Yearly statistics from 2016 to 2023 for the Principle of Electric Circuits course at Tsinghua University. The bar graphs represent the number of students, lessons, and exercises per year. The line graph showcases the average correct rate of student answers with standard deviation. Noticeable fluctuations in the data components reflect the dynamic evolution of the course content, student enrollment, and their performance
Data analysis
Figure 3 presents the basic statistics of our dataset. Notably, the dataset exhibits annual fluctuations in both the number of lessons and exercises from 2016 to 2023, reflecting the evolving nature of the course content. Such ongoing modifications hint at potential challenges associated with heterogeneous feature spaces that possess varying dimensions. Furthermore, the variations observed in student enrollments and their average accuracy rates underscore the existence of distribution shifts in the dataset.

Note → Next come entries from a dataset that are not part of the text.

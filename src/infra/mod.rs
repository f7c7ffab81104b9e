//! Infrastructure layer for the compliance ledger
//!
//! Contains trait definitions and implementations for:
//! - Delivery ledger and chain storage (PostgreSQL, SQLite)
//! - Certificate storage
//! - Invoice directory (PostgreSQL inbox, in-memory)
//! - Retry with backoff (transient storage errors, chain-head races)
//! - Circuit breaker (authority endpoint protection)
//! - Per-tenant serialization of chain appends
//! - Graceful shutdown (delivery draining)

pub mod circuit_breaker;
mod error;
mod graceful_shutdown;
pub mod memory;
pub mod postgres;
mod retry;
pub mod sqlite;
mod tenant_locks;
mod traits;

pub use circuit_breaker::{Admission, CircuitBreaker, CircuitBreakerConfig, CircuitState};
pub use error::*;
pub use graceful_shutdown::{
    shutdown_signal, DeliveryGuard, DeliveryTracker, ShutdownCoordinator, ShutdownSignal,
};
pub use memory::InMemoryInvoiceDirectory;
pub use postgres::{PgCertificateStore, PgDeliveryLedger, PgInvoiceDirectory};
pub use retry::{is_retryable_db_error, retry_with_backoff, Backoff, Retried};
pub use sqlite::{connect_sqlite, SqliteCertificateStore, SqliteDeliveryLedger};
pub use tenant_locks::TenantLocks;
pub use traits::*;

To quantitatively analyze the dataset’s evolving feature-level characteristics year-over-year, we employ both single-feature and multi-feature evaluations. Using the students’ correct answer rate as a representative statistical feature, we calculate the Jensen-Shannon (JS) divergence [35] between different years (the smaller the value, the smaller the difference). As depicted in Fig. 4a, the distribution difference grows over time, with two noticeable similarity blocks: 2016–2020 and 2021–2023, confirming feature-level distribution shifts in long-term data. Moreover, in Fig. 4b, we employ the first principal component after Principal Component Analysis (PCA) for assessment. PCA is a statistical procedure that utilizes orthogonal transformation to convert a set of observations of possibly correlated variables into a set of values of linearly uncorrelated variables, called principal components. In line with our previous findings, the closeness in color intensity around the diagonal indicates a higher similarity in distributions for consecutive years. The similarity blocks also exist, but they differ from the similarity block in Fig. 4a, which might be attributed to PCA altering the feature structures and distributions. Additionally, we observe a significant discrepancy in the distribution between 2021 and its adjacent years. These findings further underscore the distribution shifts in long-term data.
a Distribution discrepancy of a single statistical feature, where deeper shades of blue signify smaller distribution differences. Data from 2016–2020 exhibit similarities amongst each other, as does the data from 2021–2023, yet significant differences exist between these two clusters. b Distribution discrepancy of single PCA features, revealing similar patterns. c Joint distribution differences of multiple PCA features. Classification outcomes from SVM trained on data from different years confirm the presence of these distribution shifts
To provide a comprehensive understanding beyond single-feature analysis, we delve into distribution discrepancies across yearly dataset splits using a classifier-based multi-feature approach. Given the heterogeneous nature of our long-term data and varying feature dimensions, as depicted in Fig. 3, directly applying traditional machine learning classifiers proves challenging due to their expectation of consistent feature dimensions. Consequently, we utilize the first 30 principal components post-PCA as a consistent feature set and employ an SVM classifier [36]. The labeling process is elaborated in Sect. “Experimental settings”. In Fig. 4c, each heatmap cell indicates classification accuracy, with the model trained on data from the x-axis year and evaluated on the y-axis year. Diagonal cells represent average accuracies from ten-fold evaluations on identical-year data. Notably, training and testing on data from 2018 to 2020 yield commendable performances, aligning with the similarity patterns observed in Fig. 4(b). However, when predicting the years 2021 to 2023, we observe substantial variances in results based on different training years, further underscoring the presence of distribution shifts.
Methodology
In this section, we present the Learning Ability Self-Adaptive Algorithm (LASA) and the accompanying interpretable prediction framework for long-term student performance prediction. The main components of LASA and the architecture of the prediction framework are illustrated in Fig. 5. To aid in understanding the methodologies presented, we provide a table of notations used throughout this section. Table 3 summarizes the symbols and their descriptions for quick reference.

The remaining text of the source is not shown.